• Bacteriophage;
  • phage adsorption;
  • Staphylococcus aureus ;
  • wall teichoic acid


Staphylococcus aureus is a clinically important bacterium that is commensal in both humans and animals. Bacteriophage (phage) attachment to the host bacterial surface is an important process during phage infection, which involves interactions between phage receptor-binding proteins and host receptor molecules. However, little information is available on the receptor-binding protein of S. aureus phages. S. aureus virulent phages S24-1 and S13′ (family Podoviridae, genus AHJD-like viruses) were isolated from sewage.

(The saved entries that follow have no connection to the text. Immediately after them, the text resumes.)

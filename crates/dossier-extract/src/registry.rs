//! Extension-keyed registry of format extractors.

use crate::render::{system_renderer, PageRenderer};
use crate::{extension_of, ExtractError, ImageExtractor, PdfExtractor, TextFileExtractor};
use dossier_domain::traits::LlmProvider;
use std::collections::HashMap;
use std::fmt::Display;
use std::path::Path;
use std::sync::Arc;
use tracing::debug;

/// Capability shared by every format handler: file in, text out.
pub trait FormatExtractor: Send + Sync {
    /// Handler name, used in logs
    fn name(&self) -> &str;

    /// Lowercased extensions (without dot) this handler accepts
    fn extensions(&self) -> &[&str];

    /// Extract the full text of a file
    fn extract(&self, path: &Path) -> Result<String, ExtractError>;
}

/// Registry mapping file extensions to format extractors.
pub struct ExtractorGateway {
    handlers: HashMap<String, Arc<dyn FormatExtractor>>,
}

impl ExtractorGateway {
    /// Create a new empty gateway.
    #[must_use]
    pub fn new() -> Self {
        Self {
            handlers: HashMap::new(),
        }
    }

    /// Gateway with the text, image and PDF handlers registered.
    ///
    /// Sparse PDF pages are rendered through the system pdfium when it can
    /// be loaded.
    pub fn with_defaults<L>(provider: Arc<L>, ocr_min_chars: usize) -> Self
    where
        L: LlmProvider + Send + Sync + 'static,
        L::Error: Display,
    {
        Self::with_renderer(provider, ocr_min_chars, system_renderer())
    }

    /// Default handlers, with an explicit page renderer (or none) for PDFs
    pub fn with_renderer<L>(
        provider: Arc<L>,
        ocr_min_chars: usize,
        renderer: Option<Arc<dyn PageRenderer>>,
    ) -> Self
    where
        L: LlmProvider + Send + Sync + 'static,
        L::Error: Display,
    {
        let images = ImageExtractor::new(provider);
        let mut pdf = PdfExtractor::new(images.clone()).with_min_chars(ocr_min_chars);
        if let Some(renderer) = renderer {
            pdf = pdf.with_renderer(renderer);
        }

        let mut gateway = Self::new();
        gateway.register(TextFileExtractor::new());
        gateway.register(pdf);
        gateway.register(images);
        gateway
    }

    /// Register an extractor for every extension it declares.
    ///
    /// A later registration replaces an earlier one for the same extension.
    pub fn register<E: FormatExtractor + 'static>(&mut self, extractor: E) {
        let extractor: Arc<dyn FormatExtractor> = Arc::new(extractor);
        for ext in extractor.extensions() {
            self.handlers.insert(ext.to_lowercase(), Arc::clone(&extractor));
        }
    }

    /// Select the handler for a file by its extension.
    ///
    /// # Errors
    ///
    /// Returns [`ExtractError::UnsupportedFormat`] naming the extension.
    pub fn resolve(&self, path: &Path) -> Result<Arc<dyn FormatExtractor>, ExtractError> {
        let ext = extension_of(path).unwrap_or_default();
        self.handlers
            .get(&ext)
            .cloned()
            .ok_or(ExtractError::UnsupportedFormat(ext))
    }

    /// Whether some handler accepts this file
    #[must_use]
    pub fn supports(&self, path: &Path) -> bool {
        self.resolve(path).is_ok()
    }

    /// Extract text from a file.
    pub fn extract(&self, path: &Path) -> Result<String, ExtractError> {
        let extractor = self.resolve(path)?;
        debug!("Extracting {:?} with {} extractor", path, extractor.name());
        extractor.extract(path)
    }

    /// Registered extensions, sorted
    #[must_use]
    pub fn extensions(&self) -> Vec<String> {
        let mut extensions: Vec<String> = self.handlers.keys().cloned().collect();
        extensions.sort();
        extensions
    }
}

impl Default for ExtractorGateway {
    fn default() -> Self {
        Self::new()
    }
}

#[cfg(test)]
mod tests {
    use super::*;
    use dossier_llm::MockProvider;
    use tempfile::tempdir;

    #[test]
    fn test_new_gateway_is_empty() {
        let gateway = ExtractorGateway::new();
        assert!(gateway.extensions().is_empty());
    }

    #[test]
    fn test_default_handlers() {
        let gateway = ExtractorGateway::with_defaults(Arc::new(MockProvider::default()), 50);
        assert_eq!(gateway.extensions(), vec!["jpeg", "jpg", "md", "pdf", "png", "txt"]);
        assert_eq!(gateway.resolve(Path::new("a.PDF")).unwrap().name(), "pdf");
        assert_eq!(gateway.resolve(Path::new("scan.jpeg")).unwrap().name(), "image");
        assert_eq!(gateway.resolve(Path::new("notes.md")).unwrap().name(), "text");
    }

    #[test]
    fn test_unsupported_extension_is_named() {
        let gateway = ExtractorGateway::with_defaults(Arc::new(MockProvider::default()), 50);
        match gateway.resolve(Path::new("/test/archive.zip")) {
            Err(ExtractError::UnsupportedFormat(ext)) => assert_eq!(ext, "zip"),
            _ => panic!("Expected UnsupportedFormat error"),
        }
        assert!(!gateway.supports(Path::new("no_extension")));
    }

    #[test]
    fn test_extract_text_file() {
        let temp_dir = tempdir().unwrap();
        let file_path = temp_dir.path().join("test.txt");
        std::fs::write(&file_path, "Hello, world!").unwrap();

        let mut gateway = ExtractorGateway::new();
        gateway.register(TextFileExtractor::new());

        assert_eq!(gateway.extract(&file_path).unwrap(), "Hello, world!");
    }

    #[test]
    fn test_extract_image_goes_through_vision() {
        let temp_dir = tempdir().unwrap();
        let file_path = temp_dir.path().join("scan.png");
        std::fs::write(&file_path, [0x89, b'P', b'N', b'G']).unwrap();

        let provider = Arc::new(MockProvider::new("TRANSCRIBED"));
        let gateway = ExtractorGateway::with_defaults(Arc::clone(&provider), 50);

        assert_eq!(gateway.extract(&file_path).unwrap(), "TRANSCRIBED");
        assert!(provider.requests()[0].had_image);
    }
}
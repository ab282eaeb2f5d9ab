//! Dossier Pipeline
//!
//! Turns a folder of scanned and typed evidence into structured, per-category
//! records.
//!
//! # Overview
//!
//! Each input file is driven through a fixed sequence of stages. Text is
//! extracted, split into the documents it contains, each section is assigned
//! one category from the schema-defined taxonomy, and the category's schema
//! guides a structured extraction. Results are persisted per file and reused
//! on later runs without any model call.
//!
//! # Architecture
//!
//! ```text
//! file → ExtractorGateway → Segmenter → Categorizer → Summarizer → ArtifactStore
//!                                                                      ↓
//!                                                           AggregatedResultSet
//!                                                                      ↓
//!                                                     render_report (footnoted markdown)
//! ```
//!
//! # Key Features
//!
//! - **Closed taxonomy**: categories come only from the schema directory; a
//!   keyword cascade and a default keep classification inside it
//! - **Graceful degradation**: unparsable segmentations fall back to the whole
//!   text, unparsable extractions become `{"error": "parse_failed"}` records
//! - **Per-file isolation**: a failing file is reported and the batch goes on
//! - **Idempotent runs**: a text sidecar plus a parsable JSON artifact is a
//!   cache hit
//!
//! # Example Usage
//!
//! ```no_run
//! use dossier_llm::MockProvider;
//! use dossier_pipeline::{Pipeline, PipelineConfig};
//! use std::sync::Arc;
//!
//! # async fn example() -> Result<(), Box<dyn std::error::Error>> {
//! let pipeline = Pipeline::new(PipelineConfig::default(), Arc::new(MockProvider::default()))?;
//! let report = pipeline.process_directory().await?;
//!
//! println!("Processed: {}", report.processed());
//! println!("Cached: {}", report.cached());
//! println!("Failed: {}", report.failed());
//! # Ok(())
//! # }
//! ```

#![warn(missing_docs)]

mod artifact;
mod categorizer;
mod config;
mod error;
mod model;
mod parser;
mod processor;
mod prompt;
mod record;
mod references;
mod report;
mod schema;
mod segmenter;
mod store;
mod summarizer;

pub use artifact::{
    AggregatedEntry, AggregatedResultSet, ArtifactSection, ProcessedFileArtifact, SectionMetadata,
};
pub use categorizer::{keyword_category, Categorizer};
pub use config::PipelineConfig;
pub use error::PipelineError;
pub use model::ModelClient;
pub use processor::{BatchReport, FileOutcome, FileReport, FileState, Pipeline};
pub use record::{ExtractedRecord, RecordContent};
pub use references::{reference_marker, ReferenceIndex};
pub use report::{render_report, tidy_markdown};
pub use schema::{CategorySchema, SchemaRegistry};
pub use segmenter::Segmenter;
pub use store::ArtifactStore;
pub use summarizer::Summarizer;
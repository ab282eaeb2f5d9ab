//! Persisted per-file artifacts and the cross-file aggregate

use crate::record::ExtractedRecord;
use dossier_domain::Section;
use serde::{Deserialize, Serialize};
use serde_json::Value;
use std::collections::BTreeMap;

/// Line-range and validation details for one artifact section
#[derive(Debug, Clone, PartialEq, Serialize, Deserialize)]
pub struct SectionMetadata {
    /// First line (1-based, inclusive)
    pub start_line: usize,
    /// Last line (1-based, inclusive)
    pub end_line: usize,
    /// Segmentation description, if any
    #[serde(default, skip_serializing_if = "Option::is_none")]
    pub description: Option<String>,
    /// Whether the content passed the schema check
    #[serde(default, skip_serializing_if = "Option::is_none")]
    pub validated: Option<bool>,
    /// Schema check findings
    #[serde(default, skip_serializing_if = "Vec::is_empty")]
    pub violations: Vec<String>,
}

/// One categorized, extracted section of a source file
#[derive(Debug, Clone, PartialEq, Serialize, Deserialize)]
pub struct ArtifactSection {
    /// Category name
    pub category: String,
    /// Extracted record (an object, or the parse-failure sentinel)
    pub content: Value,
    /// Raw section text
    pub text: String,
    /// Line range and validation details
    pub metadata: SectionMetadata,
}

impl ArtifactSection {
    /// Combine a section with the record extracted from it
    pub fn from_record(section: &Section, record: &ExtractedRecord) -> Self {
        Self {
            category: record.category().to_string(),
            content: record.content().to_value(),
            text: section.content().to_string(),
            metadata: SectionMetadata {
                start_line: section.start_line(),
                end_line: section.end_line(),
                description: section.description().map(str::to_string),
                validated: Some(record.validated()),
                violations: record.violations().to_vec(),
            },
        }
    }
}

/// Everything extracted from one source file; the cache value
#[derive(Debug, Clone, PartialEq, Serialize, Deserialize)]
pub struct ProcessedFileArtifact {
    /// Path of the source document
    pub source_file: String,
    /// Sections in segmentation order
    pub sections: Vec<ArtifactSection>,
}

impl ProcessedFileArtifact {
    /// Serialize as pretty-printed JSON
    pub fn to_json(&self) -> Result<String, serde_json::Error> {
        serde_json::to_string_pretty(self)
    }

    /// Parse a persisted artifact
    pub fn from_json(json: &str) -> Result<Self, serde_json::Error> {
        serde_json::from_str(json)
    }
}

/// One record in the aggregate, with enough provenance for a footnote
#[derive(Debug, Clone, PartialEq, Serialize, Deserialize)]
pub struct AggregatedEntry {
    /// Path of the source document
    pub source_file: String,
    /// Extracted record
    pub content: Value,
    /// First line (1-based, inclusive)
    pub start_line: usize,
    /// Last line (1-based, inclusive)
    pub end_line: usize,
}

/// Category → records, folded from every artifact of a run
#[derive(Debug, Clone, Default, PartialEq, Serialize, Deserialize)]
#[serde(transparent)]
pub struct AggregatedResultSet {
    categories: BTreeMap<String, Vec<AggregatedEntry>>,
}

impl AggregatedResultSet {
    /// Create an empty result set
    pub fn new() -> Self {
        Self::default()
    }

    /// Append every section of `artifact` under its category
    pub fn add_artifact(&mut self, artifact: &ProcessedFileArtifact) {
        for section in &artifact.sections {
            self.categories
                .entry(section.category.clone())
                .or_default()
                .push(AggregatedEntry {
                    source_file: artifact.source_file.clone(),
                    content: section.content.clone(),
                    start_line: section.metadata.start_line,
                    end_line: section.metadata.end_line,
                });
        }
    }

    /// Records filed under `category`
    pub fn get(&self, category: &str) -> &[AggregatedEntry] {
        self.categories.get(category).map(Vec::as_slice).unwrap_or(&[])
    }

    /// Categories with at least one record, in lexicographic order
    pub fn categories(&self) -> impl Iterator<Item = &str> {
        self.categories.keys().map(String::as_str)
    }

    /// Total number of records
    pub fn len(&self) -> usize {
        self.categories.values().map(Vec::len).sum()
    }

    /// Whether no record has been added
    pub fn is_empty(&self) -> bool {
        self.categories.is_empty()
    }

    /// Serialize as pretty-printed JSON
    pub fn to_json(&self) -> Result<String, serde_json::Error> {
        serde_json::to_string_pretty(self)
    }

    /// Parse a result set written by [`Self::to_json`]
    pub fn from_json(json: &str) -> Result<Self, serde_json::Error> {
        serde_json::from_str(json)
    }
}

impl<'a> FromIterator<&'a ProcessedFileArtifact> for AggregatedResultSet {
    fn from_iter<I: IntoIterator<Item = &'a ProcessedFileArtifact>>(artifacts: I) -> Self {
        let mut results = Self::new();
        for artifact in artifacts {
            results.add_artifact(artifact);
        }
        results
    }
}
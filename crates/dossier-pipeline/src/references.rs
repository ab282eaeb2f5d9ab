//! Footnote numbering for `[ref:<source>]` markers in report text

use crate::artifact::AggregatedEntry;
use std::collections::HashMap;

const MARKER_OPEN: &str = "[ref:";

/// Marker citing the source of an aggregated record
pub fn reference_marker(entry: &AggregatedEntry) -> String {
    format!(
        "{}{} (lines {}-{})]",
        MARKER_OPEN, entry.source_file, entry.start_line, entry.end_line
    )
}

/// Assigns stable footnote numbers to references, in order of first use
#[derive(Debug, Clone, Default)]
pub struct ReferenceIndex {
    numbers: HashMap<String, usize>,
    footnotes: Vec<(usize, String)>,
}

impl ReferenceIndex {
    /// Create an empty index
    pub fn new() -> Self {
        Self::default()
    }

    /// Footnote number for `reference`, assigning the next one if unseen
    pub fn number_for(&mut self, reference: &str) -> usize {
        if let Some(&number) = self.numbers.get(reference) {
            return number;
        }
        let number = self.footnotes.len() + 1;
        self.numbers.insert(reference.to_string(), number);
        self.footnotes.push((number, reference.to_string()));
        number
    }

    /// Replace every `[ref:...]` marker with `[^n]`.
    ///
    /// A marker ends at the first `]` on the same line; an unterminated
    /// marker is left as is.
    pub fn replace_markers(&mut self, text: &str) -> String {
        let mut out = String::with_capacity(text.len());
        let mut rest = text;

        while let Some(open) = rest.find(MARKER_OPEN) {
            let after = &rest[open + MARKER_OPEN.len()..];
            let close = after.find(']').filter(|&i| !after[..i].contains('\n'));
            match close {
                Some(close) => {
                    out.push_str(&rest[..open]);
                    let number = self.number_for(&after[..close]);
                    out.push_str(&format!("[^{}]", number));
                    rest = &after[close + 1..];
                }
                None => {
                    out.push_str(&rest[..open + MARKER_OPEN.len()]);
                    rest = after;
                }
            }
        }

        out.push_str(rest);
        out
    }

    /// The `## Footnotes` block for every reference seen so far
    pub fn footnotes_block(&self) -> String {
        let mut block = String::from("\n\n## Footnotes\n\n");
        for (number, reference) in &self.footnotes {
            block.push_str(&format!("[^{}]: {}\n", number, reference));
        }
        block
    }

    /// Replace markers and append the footnotes block
    pub fn process_text(&mut self, text: &str) -> String {
        let mut processed = self.replace_markers(text);
        processed.push_str(&self.footnotes_block());
        processed
    }

    /// Number of distinct references
    pub fn len(&self) -> usize {
        self.footnotes.len()
    }

    /// Whether no reference has been seen
    pub fn is_empty(&self) -> bool {
        self.footnotes.is_empty()
    }
}

#[cfg(test)]
mod tests {
    use super::*;
    use serde_json::json;

    #[test]
    fn test_markers_numbered_in_order_of_first_use() {
        let mut index = ReferenceIndex::new();
        let text = "Founded 2001 [ref:a.pdf]. Owned by X [ref:b.txt], see also [ref:a.pdf].";

        assert_eq!(
            index.replace_markers(text),
            "Founded 2001 [^1]. Owned by X [^2], see also [^1]."
        );
        assert_eq!(index.len(), 2);
    }

    #[test]
    fn test_numbers_stable_across_calls() {
        let mut index = ReferenceIndex::new();
        index.replace_markers("[ref:a.pdf]");
        assert_eq!(index.replace_markers("[ref:b.pdf] [ref:a.pdf]"), "[^2] [^1]");
    }

    #[test]
    fn test_process_text_appends_footnotes() {
        let mut index = ReferenceIndex::new();
        let out = index.process_text("Claim [ref:letter.txt (lines 1-10)].");

        assert_eq!(
            out,
            "Claim [^1].\n\n## Footnotes\n\n[^1]: letter.txt (lines 1-10)\n"
        );
    }

    #[test]
    fn test_unterminated_marker_left_alone() {
        let mut index = ReferenceIndex::new();
        assert_eq!(
            index.replace_markers("see [ref:a.pdf\n] and [ref:b]"),
            "see [ref:a.pdf\n] and [^1]"
        );
        assert_eq!(index.replace_markers("trailing [ref:oops"), "trailing [ref:oops");
    }

    #[test]
    fn test_marker_for_entry() {
        let entry = AggregatedEntry {
            source_file: "in/a.txt".to_string(),
            content: json!({}),
            start_line: 11,
            end_line: 20,
        };
        let mut index = ReferenceIndex::new();
        index.replace_markers(&reference_marker(&entry));
        assert!(index.footnotes_block().contains("[^1]: in/a.txt (lines 11-20)"));
    }
}
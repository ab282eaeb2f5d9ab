//! Assign each section exactly one category from the registry

use crate::error::PipelineError;
use crate::model::ModelClient;
use crate::parser::parse_category;
use crate::prompt::categorization_prompt;
use crate::schema::SchemaRegistry;
use dossier_domain::category::{
    BUSINESS_ACTIVITIES, COMPANY_FORMATION, COMPLIANCE_CHECKS, FINANCIAL_DOCUMENTS,
};
use dossier_domain::traits::LlmProvider;
use dossier_domain::{CategoryId, ResponseConstraint, Section};
use std::fmt::Display;
use std::sync::Arc;
use tracing::{debug, warn};

/// Keyword groups checked in priority order when the model is no help
const KEYWORD_CASCADE: &[(&[&str], &str)] = &[
    (&["license", "certificate", "registration"], COMPANY_FORMATION),
    (&["invoice", "contract", "agreement"], BUSINESS_ACTIVITIES),
    (&["compliance", "check", "verification"], COMPLIANCE_CHECKS),
    (&["financial", "statement", "balance"], FINANCIAL_DOCUMENTS),
];

/// First cascade category whose keywords occur in `content`.
///
/// Targets missing from `registry` are skipped so the result is always a
/// registry member.
pub fn keyword_category(content: &str, registry: &SchemaRegistry) -> Option<CategoryId> {
    let lowered = content.to_lowercase();
    KEYWORD_CASCADE
        .iter()
        .filter(|(_, target)| registry.contains(target))
        .find(|(keywords, _)| keywords.iter().any(|k| lowered.contains(k)))
        .map(|(_, target)| CategoryId::new(target))
}

/// Model-backed classifier with a deterministic fallback
pub struct Categorizer<L> {
    model: ModelClient<L>,
    registry: Arc<SchemaRegistry>,
    default_category: CategoryId,
}

impl<L> Categorizer<L>
where
    L: LlmProvider + Send + Sync + 'static,
    L::Error: Display,
{
    /// Create a categorizer over `registry`.
    ///
    /// `default_category` is used when neither the model nor the keyword
    /// cascade settles on a member. If it is not itself a member, the
    /// lexicographically first category takes its place.
    ///
    /// # Errors
    ///
    /// An empty registry is a [`PipelineError::Configuration`] error.
    pub fn new(
        model: ModelClient<L>,
        registry: Arc<SchemaRegistry>,
        default_category: &str,
    ) -> Result<Self, PipelineError> {
        let requested = CategoryId::new(default_category);
        let default_category = if registry.contains(requested.as_str()) {
            requested
        } else {
            let first = registry.categories().next().cloned().ok_or_else(|| {
                PipelineError::Configuration(format!(
                    "no category schemas found in {:?}",
                    registry.dir()
                ))
            })?;
            warn!(
                "Default category '{}' has no schema, falling back to '{}'",
                requested, first
            );
            first
        };

        Ok(Self {
            model,
            registry,
            default_category,
        })
    }

    /// Category used when nothing else matches
    pub fn default_category(&self) -> &CategoryId {
        &self.default_category
    }

    /// Pick a category for `section`. Always returns a registry member.
    pub async fn categorize(&self, section: &Section) -> CategoryId {
        let values = self.registry.category_names();
        let prompt = categorization_prompt(section.content(), &values);
        let constraint = ResponseConstraint::Enum {
            field: "category".to_string(),
            values,
        };

        match self.model.complete(prompt, constraint).await {
            Ok(response) => match parse_category(&response).map(CategoryId::new) {
                Some(category) if self.registry.contains(category.as_str()) => {
                    debug!(
                        "Categorized lines {}-{} as '{}'",
                        section.start_line(),
                        section.end_line(),
                        category
                    );
                    return category;
                }
                Some(category) => {
                    warn!("Model returned unknown category '{}', using keyword fallback", category)
                }
                None => warn!("Unparsable categorization response, using keyword fallback"),
            },
            Err(e) => warn!("Categorization failed ({}), using keyword fallback", e),
        }

        self.fallback(section.content())
    }

    /// Keyword cascade, then the default category
    pub fn fallback(&self, content: &str) -> CategoryId {
        keyword_category(content, &self.registry).unwrap_or_else(|| self.default_category.clone())
    }
}
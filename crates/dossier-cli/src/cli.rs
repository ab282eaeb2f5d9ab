//! CLI command definitions and argument parsing.

use clap::{Parser, Subcommand};
use std::path::PathBuf;

/// Dossier - Sort a folder of evidence into structured, per-category records.
#[derive(Debug, Parser)]
#[command(name = "dossier")]
#[command(version, about, long_about = None)]
pub struct Cli {
    /// Output format
    #[arg(short, long, value_enum, global = true)]
    pub format: Option<CliFormat>,

    /// Disable colored output
    #[arg(long, global = true)]
    pub no_color: bool,

    /// Configuration file path
    #[arg(short, long, global = true, env = "DOSSIER_CONFIG")]
    pub config: Option<PathBuf>,

    /// Log at debug level (RUST_LOG takes precedence)
    #[arg(short, long, global = true)]
    pub verbose: bool,

    #[command(subcommand)]
    pub command: Command,
}

/// Output format options.
#[derive(Debug, Clone, Copy, PartialEq, Eq, clap::ValueEnum)]
pub enum CliFormat {
    /// Table format (default)
    Table,
    /// JSON format
    Json,
    /// Quiet format (counts only)
    Quiet,
}

/// CLI commands.
#[derive(Debug, Subcommand)]
pub enum Command {
    /// Process every supported file in the input directory
    Process(ProcessArgs),

    /// List the categories defined by the schema directory
    Schemas(SchemasArgs),

    /// Render extracted records as a footnoted markdown report
    Report(ReportArgs),
}

/// Arguments for the process command.
#[derive(Debug, Default, Parser)]
pub struct ProcessArgs {
    /// Directory of input documents
    #[arg(short, long)]
    pub input_dir: Option<PathBuf>,

    /// Directory of <category>.json schema files
    #[arg(short, long)]
    pub schema_dir: Option<PathBuf>,

    /// Directory for raw-text sidecars
    #[arg(long)]
    pub text_output_dir: Option<PathBuf>,

    /// Directory for JSON artifacts
    #[arg(long)]
    pub json_output_dir: Option<PathBuf>,

    /// Write the aggregated result set to this file
    #[arg(short, long)]
    pub aggregate_output: Option<PathBuf>,

    /// Category used when classification is inconclusive
    #[arg(long)]
    pub default_category: Option<String>,

    /// Transcribe PDF pages with fewer characters than this from their image
    #[arg(long)]
    pub ocr_min_chars: Option<usize>,
}

/// Arguments for the schemas command.
#[derive(Debug, Default, Parser)]
pub struct SchemasArgs {
    /// Directory of <category>.json schema files
    #[arg(short, long)]
    pub schema_dir: Option<PathBuf>,
}

/// Arguments for the report command.
#[derive(Debug, Parser)]
pub struct ReportArgs {
    /// Aggregated result set written by `process`
    #[arg(short, long)]
    pub aggregate: Option<PathBuf>,

    /// Directory of JSON artifacts, read when no aggregate file exists
    #[arg(long)]
    pub json_output_dir: Option<PathBuf>,

    /// Write the report to this file instead of stdout
    #[arg(short, long)]
    pub output: Option<PathBuf>,

    /// Report title
    #[arg(short, long, default_value = DEFAULT_REPORT_TITLE)]
    pub title: String,
}

/// Title used when `--title` is not given
pub const DEFAULT_REPORT_TITLE: &str = "Evidence digest";

impl From<CliFormat> for crate::config::OutputFormat {
    fn from(format: CliFormat) -> Self {
        match format {
            CliFormat::Table => Self::Table,
            CliFormat::Json => Self::Json,
            CliFormat::Quiet => Self::Quiet,
        }
    }
}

In the present study, we investigated the receptor-binding protein of AHJD-like viruses using phage S24-1. First, based on a comparative genomic analysis of phages S24-1 and S13′, open reading frame 16 (ORF16) of phage S24-1 was speculated to be the receptor-binding protein, which possibly determines the host range. Second, we demonstrated that this was the receptor-binding protein of phage S24-1. Third, our study suggested that wall teichoic acids in the cell walls of S. aureus are the main receptor molecules for ORF16 and phage S24-1. Finally, the C-terminal region of ORF16 may be essential for binding to S. aureus. These results strongly suggest that ORF16 of phage S24-1 and its homologs may be the receptor-binding proteins of AHJD-like viruses.